PROBLEM TO WORK ON: Lines below that include "checks" are the answer; copy each one.

____________

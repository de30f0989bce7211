// SPDX-FileCopyrightText: 2026 Pulso Contributors
// SPDX-License-Identifier: MIT OR Apache-2.0

//! Inbound payload extraction and validation.
//!
//! The webhook body is deserialized into [`WebhookPayload`], where every
//! field is optional, then [`normalize`] applies defaults and the
//! platform-conditional required-field rules, producing a fully typed
//! [`NewInteraction`] variant. The conditional checks become exhaustive
//! pattern matching: a value that reaches the store call is valid by
//! construction.
//!
//! An empty string counts as missing, matching what the upstream
//! automation tools send for blank fields.

use serde::Deserialize;

use pulso_core::{
    EventType, InstagramEvent, Metadata, NewInteraction, Platform, PulsoError, WhatsappEvent,
};

/// Required for every platform. `platform` and `event_type` are listed as
/// contextual hints alongside the two hard requirements.
pub const UNIVERSAL_REQUIRED: &[&str] = &["full_name", "response", "platform", "event_type"];

/// Required when `platform` is `instagram`.
pub const INSTAGRAM_REQUIRED: &[&str] = &["instagram_username", "keyword", "comment"];

/// Required when `platform` is `whatsapp`.
pub const WHATSAPP_REQUIRED: &[&str] = &["whatsapp_id", "group_name"];

/// Raw webhook payload as sent by the automation tool.
///
/// Everything is optional at this layer; [`normalize`] decides what is
/// missing. Unknown keys are ignored.
#[derive(Debug, Default, Deserialize)]
#[serde(default)]
pub struct WebhookPayload {
    pub platform: Option<String>,
    pub event_type: Option<String>,
    pub full_name: Option<String>,
    pub response: Option<String>,
    pub instagram_username: Option<String>,
    pub keyword: Option<String>,
    pub comment: Option<String>,
    pub whatsapp_id: Option<String>,
    pub group_name: Option<String>,
    pub metadata: Option<Metadata>,
}

/// Parse a request body into a raw payload.
///
/// Any JSON that does not decode into the payload shape (including type
/// mismatches on known fields) is a malformed request.
pub fn parse(body: &[u8]) -> Result<WebhookPayload, PulsoError> {
    serde_json::from_slice(body).map_err(|e| PulsoError::MalformedRequest(e.to_string()))
}

/// Validate and normalize a raw payload into a typed event.
///
/// Order of checks:
/// 1. universal required fields (`full_name`, `response`)
/// 2. `platform` (defaults to `instagram`; unknown values rejected)
/// 3. `event_type` (defaults to `comment`; unknown values rejected)
/// 4. platform-conditional required fields
pub fn normalize(payload: WebhookPayload) -> Result<NewInteraction, PulsoError> {
    let full_name = non_empty(payload.full_name);
    let response = non_empty(payload.response);
    let (Some(full_name), Some(response)) = (full_name, response) else {
        return Err(PulsoError::validation(
            "Missing required fields",
            UNIVERSAL_REQUIRED,
        ));
    };

    let platform = match non_empty(payload.platform) {
        None => Platform::Instagram,
        Some(raw) => raw.parse().map_err(|_| {
            PulsoError::validation(format!("Unsupported platform `{raw}`"), &["platform"])
        })?,
    };

    let event_type = match non_empty(payload.event_type) {
        None => EventType::default(),
        Some(raw) => raw.parse().map_err(|_| {
            PulsoError::validation(format!("Unsupported event_type `{raw}`"), &["event_type"])
        })?,
    };

    let metadata = payload.metadata.unwrap_or_default();

    match platform {
        Platform::Instagram => {
            let instagram_username = non_empty(payload.instagram_username);
            let keyword = non_empty(payload.keyword);
            let comment = non_empty(payload.comment);
            match (instagram_username, keyword, comment) {
                (Some(instagram_username), Some(keyword), Some(comment)) => {
                    Ok(NewInteraction::Instagram(InstagramEvent {
                        event_type,
                        full_name,
                        response,
                        instagram_username,
                        keyword,
                        comment,
                        metadata,
                    }))
                }
                _ => Err(PulsoError::validation(
                    "Missing Instagram-specific fields",
                    INSTAGRAM_REQUIRED,
                )),
            }
        }
        Platform::Whatsapp => {
            let whatsapp_id = non_empty(payload.whatsapp_id);
            let group_name = non_empty(payload.group_name);
            match (whatsapp_id, group_name) {
                (Some(whatsapp_id), Some(group_name)) => {
                    Ok(NewInteraction::Whatsapp(WhatsappEvent {
                        event_type,
                        full_name,
                        response,
                        whatsapp_id,
                        group_name,
                        metadata,
                    }))
                }
                _ => Err(PulsoError::validation(
                    "Missing WhatsApp-specific fields",
                    WHATSAPP_REQUIRED,
                )),
            }
        }
    }
}

fn non_empty(value: Option<String>) -> Option<String> {
    value.filter(|s| !s.is_empty())
}
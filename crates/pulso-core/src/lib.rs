// SPDX-FileCopyrightText: 2026 Pulso Contributors
// SPDX-License-Identifier: MIT OR Apache-2.0

//! Core library for the Pulso interaction analytics service.
//!
//! Provides the error taxonomy, domain types (platforms, event kinds,
//! stored rows, normalized inbound events), and the `EventStore` trait
//! implemented by persistence adapters.

pub mod error;
pub mod traits;
pub mod types;

// Re-export key items at crate root for ergonomic imports.
pub use error::PulsoError;
pub use traits::EventStore;
pub use types::{
    EventType, InstagramEvent, Interaction, Metadata, NewInteraction, Platform, WhatsappEvent,
};
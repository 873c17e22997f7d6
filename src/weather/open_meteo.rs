//! `OpenMeteo` API response structures

use serde::Deserialize;

use crate::models::GeoResult;

/// Instantaneous fields requested from the forecast endpoint
pub const CURRENT_FIELDS: &str =
    "temperature_2m,relative_humidity_2m,precipitation,wind_speed_10m,weather_code";

/// Daily series requested from the forecast endpoint
pub const DAILY_FIELDS: &str =
    "temperature_2m_max,temperature_2m_min,precipitation_sum,weather_code";

/// Geocoding response from `OpenMeteo`. `results` is absent when nothing matched.
#[derive(Debug, Deserialize)]
pub struct GeocodingResponse {
    pub results: Option<Vec<GeocodingResult>>,
}

#[derive(Debug, Deserialize)]
pub struct GeocodingResult {
    pub name: String,
    pub latitude: f64,
    pub longitude: f64,
    pub country: Option<String>,
    pub admin1: Option<String>,
}

impl GeocodingResult {
    /// Name qualified with region and country, e.g. `Antwerpen, Flanders, Belgium`
    #[must_use]
    pub fn qualified_name(&self) -> String {
        [Some(self.name.as_str()), self.admin1.as_deref(), self.country.as_deref()]
            .into_iter()
            .flatten()
            .collect::<Vec<_>>()
            .join(", ")
    }
}

impl From<GeocodingResult> for GeoResult {
    fn from(result: GeocodingResult) -> Self {
        GeoResult::new(result.latitude, result.longitude, result.name)
    }
}

/// Forecast response from `OpenMeteo`. Both blocks are required.
#[derive(Debug, Deserialize)]
pub struct ForecastResponse {
    pub timezone: Option<String>,
    pub current: CurrentData,
    pub daily: DailyData,
}

/// Current weather data from `OpenMeteo`. Any variable may come back `null`
/// when the model has no value for it yet.
#[derive(Debug, Deserialize)]
pub struct CurrentData {
    pub time: String,
    #[serde(rename = "temperature_2m")]
    pub temperature: Option<f64>,
    #[serde(rename = "relative_humidity_2m")]
    pub humidity: Option<f64>,
    pub precipitation: Option<f64>,
    #[serde(rename = "wind_speed_10m")]
    pub wind_speed: Option<f64>,
    pub weather_code: Option<u8>,
}

/// Daily weather data from `OpenMeteo`, one parallel array per variable
#[derive(Debug, Deserialize)]
pub struct DailyData {
    pub time: Vec<String>,
    #[serde(rename = "temperature_2m_max")]
    pub temperature_max: Vec<Option<f64>>,
    #[serde(rename = "temperature_2m_min")]
    pub temperature_min: Vec<Option<f64>>,
    #[serde(rename = "precipitation_sum")]
    pub precipitation: Vec<Option<f64>>,
    pub weather_code: Vec<Option<u8>>,
}
impl VoiceRelayConfig {
    /// Load configuration from `.env` (if present) and the process environment.
    ///
    /// Runs before logging is up, so the `.env` path is kept in
    /// [`VoiceRelayConfig::env_file`] for the caller to report.
    pub fn from_env() -> Result<Self> {
        let env_file = dotenvy::dotenv().ok();
        let mut config = Self::from_lookup(|key| std::env::var(key).ok())?;
        config.env_file = env_file;
        Ok(config)
    }

    /// Build configuration from an arbitrary key lookup
    pub fn from_lookup<F>(lookup: F) -> Result<Self>
    where
        F: Fn(&str) -> Option<String>,
    {
        let required = |key: &str| -> Result<String> {
            lookup(key).ok_or_else(|| {
                VoiceRelayError::config(format!("{key} not found in environment variables")).into()
            })
        };
        let optional = |key: &str| lookup(key).filter(|v| !v.trim().is_empty());

        let realtime_api_key = required(ENV_OPENAI_API_KEY)?;
        let search_api_key = required(ENV_SERPER_API_KEY)?;
        let session_url = required(ENV_SESSION_URL)?;

        let port = match optional("VOICERELAY_PORT") {
            Some(raw) => raw
                .parse::<u16>()
                .with_context(|| format!("Invalid VOICERELAY_PORT: {raw}"))?,
            None => default_port(),
        };

        let timeout_seconds = match optional("VOICERELAY_HTTP_TIMEOUT_SECONDS") {
            Some(raw) => raw
                .parse::<u32>()
                .with_context(|| format!("Invalid VOICERELAY_HTTP_TIMEOUT_SECONDS: {raw}"))?,
            None => default_timeout(),
        };

        let forecast_days = match optional("VOICERELAY_FORECAST_DAYS") {
            Some(raw) => raw
                .parse::<u8>()
                .with_context(|| format!("Invalid VOICERELAY_FORECAST_DAYS: {raw}"))?,
            None => default_forecast_days(),
        };

        let tls = match (
            optional("VOICERELAY_TLS_CERT"),
            optional("VOICERELAY_TLS_KEY"),
        ) {
            (Some(cert), Some(key)) => Some(TlsConfig {
                cert_path: cert.into(),
                key_path: key.into(),
            }),
            (None, None) => None,
            _ => {
                return Err(VoiceRelayError::config(
                    "VOICERELAY_TLS_CERT and VOICERELAY_TLS_KEY must be set together",
                )
                .into());
            }
        };

        let config = Self {
            server: ServerConfig {
                host: optional("VOICERELAY_HOST").unwrap_or_else(default_host),
                port,
                tls,
            },
            realtime: RealtimeConfig {
                api_key: realtime_api_key,
                session_url,
                model: optional("VOICERELAY_REALTIME_MODEL").unwrap_or_else(default_realtime_model),
            },
            weather: WeatherConfig {
                geocoding_url: optional("VOICERELAY_GEOCODING_URL")
                    .unwrap_or_else(default_geocoding_url),
                forecast_url: optional("VOICERELAY_FORECAST_URL")
                    .unwrap_or_else(default_forecast_url),
                forecast_days,
            },
            search: SearchConfig {
                api_key: search_api_key,
                base_url: optional("VOICERELAY_SEARCH_URL").unwrap_or_else(default_search_base_url),
            },
            http: HttpConfig {
                timeout_seconds,
                user_agent: default_user_agent(),
            },
            logging: LoggingConfig {
                filter: default_log_filter(),
                format: optional("VOICERELAY_LOG_FORMAT").unwrap_or_else(default_log_format),
                otlp: optional("OTEL_EXPORTER_OTLP_ENDPOINT").is_some(),
            },
            env_file: None,
        };

        config.validate()?;
        Ok(config)
    }

    /// Configuration with the given keys and every other setting defaulted
    #[must_use]
    pub fn with_keys(realtime_api_key: &str, session_url: &str, search_api_key: &str) -> Self {
        Self {
            server: ServerConfig {
                host: default_host(),
                port: default_port(),
                tls: None,
            },
            realtime: RealtimeConfig {
                api_key: realtime_api_key.to_string(),
                session_url: session_url.to_string(),
                model: default_realtime_model(),
            },
            weather: WeatherConfig {
                geocoding_url: default_geocoding_url(),
                forecast_url: default_forecast_url(),
                forecast_days: default_forecast_days(),
            },
            search: SearchConfig {
                api_key: search_api_key.to_string(),
                base_url: default_search_base_url(),
            },
            http: HttpConfig {
                timeout_seconds: default_timeout(),
                user_agent: default_user_agent(),
            },
            logging: LoggingConfig {
                filter: default_log_filter(),
                format: default_log_format(),
                otlp: false,
            },
            env_file: None,
        }
    }

    /// Validate all configuration settings
    pub fn validate(&self) -> Result<()> {
        self.validate_api_keys()?;
        self.validate_numeric_ranges()?;
        self.validate_string_values()?;
        Ok(())
    }

    fn validate_api_keys(&self) -> Result<()> {
        if self.realtime.api_key.trim().is_empty() {
            return Err(VoiceRelayError::config(format!("{ENV_OPENAI_API_KEY} cannot be empty")).into());
        }
        if self.search.api_key.trim().is_empty() {
            return Err(VoiceRelayError::config(format!("{ENV_SERPER_API_KEY} cannot be empty")).into());
        }
        Ok(())
    }

    fn validate_numeric_ranges(&self) -> Result<()> {
        if self.http.timeout_seconds == 0 {
            return Err(VoiceRelayError::config("HTTP timeout must be at least 1 second").into());
        }

        if self.http.timeout_seconds > 300 {
            return Err(VoiceRelayError::config("HTTP timeout cannot exceed 300 seconds").into());
        }

        if !(1..=16).contains(&self.weather.forecast_days) {
            return Err(
                VoiceRelayError::config("Forecast days must be between 1 and 16").into(),
            );
        }

        Ok(())
    }

    fn validate_string_values(&self) -> Result<()> {
        if self.server.host.trim().is_empty() {
            return Err(VoiceRelayError::config("VOICERELAY_HOST cannot be empty").into());
        }

        let valid_log_formats = ["pretty", "json"];
        if !valid_log_formats.contains(&self.logging.format.as_str()) {
            return Err(VoiceRelayError::config(format!(
                "Invalid log format '{}'. Must be one of: {}",
                self.logging.format,
                valid_log_formats.join(", ")
            ))
            .into());
        }

        let urls = [
            ("Realtime session URL", &self.realtime.session_url),
            ("Geocoding URL", &self.weather.geocoding_url),
            ("Forecast URL", &self.weather.forecast_url),
            ("Search base URL", &self.search.base_url),
        ];
        for (name, url) in urls {
            if !url.starts_with("http://") && !url.starts_with("https://") {
                return Err(VoiceRelayError::config(format!(
                    "{name} must be a valid HTTP or HTTPS URL, got '{url}'"
                ))
                .into());
            }
        }

        Ok(())
    }

    /// Resolve the listen address. `host` may be an IP literal or a hostname
    /// such as `localhost`; the first resolved address wins.
    pub async fn socket_addr(&self) -> Result<SocketAddr> {
        let host = self.server.host.as_str();
        let port = self.server.port;
        tokio::net::lookup_host((host, port))
            .await
            .with_context(|| format!("Invalid listen address {host}:{port}"))?
            .next()
            .ok_or_else(|| {
                VoiceRelayError::config(format!("{host}:{port} did not resolve to any address"))
                    .into()
            })
    }
}

impl HttpConfig {
    #[must_use]
    pub fn timeout(&self) -> Duration {
        Duration::from_secs(self.timeout_seconds.into())
    }
}

#[cfg(test)]
mod tests {
    use super::*;
    use rstest::rstest;
    use std::collections::HashMap;

    fn env(pairs: &[(&str, &str)]) -> HashMap<String, String> {
        pairs
            .iter()
            .map(|(k, v)| ((*k).to_string(), (*v).to_string()))
            .collect()
    }

    fn required_env() -> HashMap<String, String> {
        env(&[
            (ENV_OPENAI_API_KEY, "sk-test"),
            (ENV_SERPER_API_KEY, "serper-test"),
            (
                ENV_SESSION_URL,
                "https://api.openai.com/v1/realtime/sessions",
            ),
        ])
    }

    fn load(vars: &HashMap<String, String>) -> Result<VoiceRelayConfig> {
        VoiceRelayConfig::from_lookup(|key| vars.get(key).cloned())
    }

    #[test]
    fn test_defaults_from_minimal_env() {
        let config = load(&required_env()).unwrap();
        assert_eq!(config.server.port, 8888);
        assert_eq!(config.server.host, "0.0.0.0");
        assert!(config.server.tls.is_none());
        assert_eq!(config.realtime.model, "gpt-4o-realtime-preview-2024-12-17");
        assert_eq!(
            config.weather.geocoding_url,
            "https://geocoding-api.open-meteo.com/v1/search"
        );
        assert_eq!(config.weather.forecast_days, 7);
        assert_eq!(config.search.base_url, "https://google.serper.dev");
        assert_eq!(config.http.timeout(), Duration::from_secs(30));
        assert!(!config.logging.otlp);
        assert!(config.env_file.is_none());
    }

    #[rstest]
    #[case(ENV_OPENAI_API_KEY)]
    #[case(ENV_SERPER_API_KEY)]
    #[case(ENV_SESSION_URL)]
    fn test_missing_required_key_fails(#[case] missing: &str) {
        let mut vars = required_env();
        vars.remove(missing);
        let err = load(&vars).unwrap_err();
        assert!(err.to_string().contains(missing));
    }

    #[test]
    fn test_empty_api_key_rejected() {
        let mut vars = required_env();
        vars.insert(ENV_SERPER_API_KEY.to_string(), "  ".to_string());
        let err = load(&vars).unwrap_err();
        assert!(err.to_string().contains("cannot be empty"));
    }

    #[test]
    fn test_overrides_are_applied() {
        let mut vars = required_env();
        vars.extend(env(&[
            ("VOICERELAY_PORT", "9000"),
            ("VOICERELAY_HTTP_TIMEOUT_SECONDS", "5"),
            ("VOICERELAY_SEARCH_URL", "http://127.0.0.1:4000"),
            ("VOICERELAY_LOG_FORMAT", "json"),
            ("OTEL_EXPORTER_OTLP_ENDPOINT", "http://collector:4318"),
        ]));
        let config = load(&vars).unwrap();
        assert_eq!(config.server.port, 9000);
        assert_eq!(config.http.timeout_seconds, 5);
        assert_eq!(config.search.base_url, "http://127.0.0.1:4000");
        assert_eq!(config.logging.format, "json");
        assert!(config.logging.otlp);
    }

    #[rstest]
    #[case("VOICERELAY_PORT", "not-a-port", "Invalid VOICERELAY_PORT")]
    #[case("VOICERELAY_HTTP_TIMEOUT_SECONDS", "0", "at least 1 second")]
    #[case("VOICERELAY_HTTP_TIMEOUT_SECONDS", "500", "cannot exceed 300")]
    #[case("VOICERELAY_FORECAST_DAYS", "30", "between 1 and 16")]
    #[case("VOICERELAY_LOG_FORMAT", "xml", "Invalid log format")]
    #[case("VOICERELAY_GEOCODING_URL", "ftp://example.com", "HTTP or HTTPS")]
    #[case("VOICERELAY_TLS_CERT", "/etc/cert.pem", "must be set together")]
    fn test_invalid_values_rejected(#[case] key: &str, #[case] value: &str, #[case] expected: &str) {
        let mut vars = required_env();
        vars.insert(key.to_string(), value.to_string());
        let err = load(&vars).unwrap_err();
        assert!(
            format!("{err:#}").contains(expected),
            "expected '{expected}' in '{err:#}'"
        );
    }

    #[test]
    fn test_tls_pair_is_loaded() {
        let mut vars = required_env();
        vars.extend(env(&[
            ("VOICERELAY_TLS_CERT", "/etc/relay/cert.pem"),
            ("VOICERELAY_TLS_KEY", "/etc/relay/key.pem"),
        ]));
        let tls = load(&vars).unwrap().server.tls.unwrap();
        assert_eq!(tls.cert_path, PathBuf::from("/etc/relay/cert.pem"));
        assert_eq!(tls.key_path, PathBuf::from("/etc/relay/key.pem"));
    }

    #[test]
    fn test_debug_output_redacts_keys() {
        let config = VoiceRelayConfig::with_keys("sk-secret", "https://example.com", "serper-secret");
        let dump = format!("{config:?}");
        assert!(!dump.contains("sk-secret"));
        assert!(!dump.contains("serper-secret"));
        assert!(dump.contains("<redacted>"));
    }

    #[tokio::test]
    async fn test_socket_addr() {
        let mut config = VoiceRelayConfig::with_keys("k", "https://example.com", "k");
        config.server.host = "127.0.0.1".to_string();
        config.server.port = 8080;
        assert_eq!(config.socket_addr().await.unwrap().to_string(), "127.0.0.1:8080");
    }

    #[test]
    fn test_blank_host_rejected() {
        let mut config = VoiceRelayConfig::with_keys("k", "https://example.com", "k");
        config.server.host = " ".to_string();
        let err = config.validate().unwrap_err();
        assert!(err.to_string().contains("VOICERELAY_HOST cannot be empty"));
    }

    #[tokio::test]
    async fn test_socket_addr_accepts_hostname() {
        let mut config = VoiceRelayConfig::with_keys("k", "https://example.com", "k");
        config.server.host = "localhost".to_string();
        config.server.port = 8080;
        let addr = config.socket_addr().await.unwrap();
        assert!(addr.ip().is_loopback());
        assert_eq!(addr.port(), 8080);
    }
}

____________

COMPLETED EXERCISE:
//! [`NewInteraction`] variant. The conditional checks become exhaustive
/// Order of checks:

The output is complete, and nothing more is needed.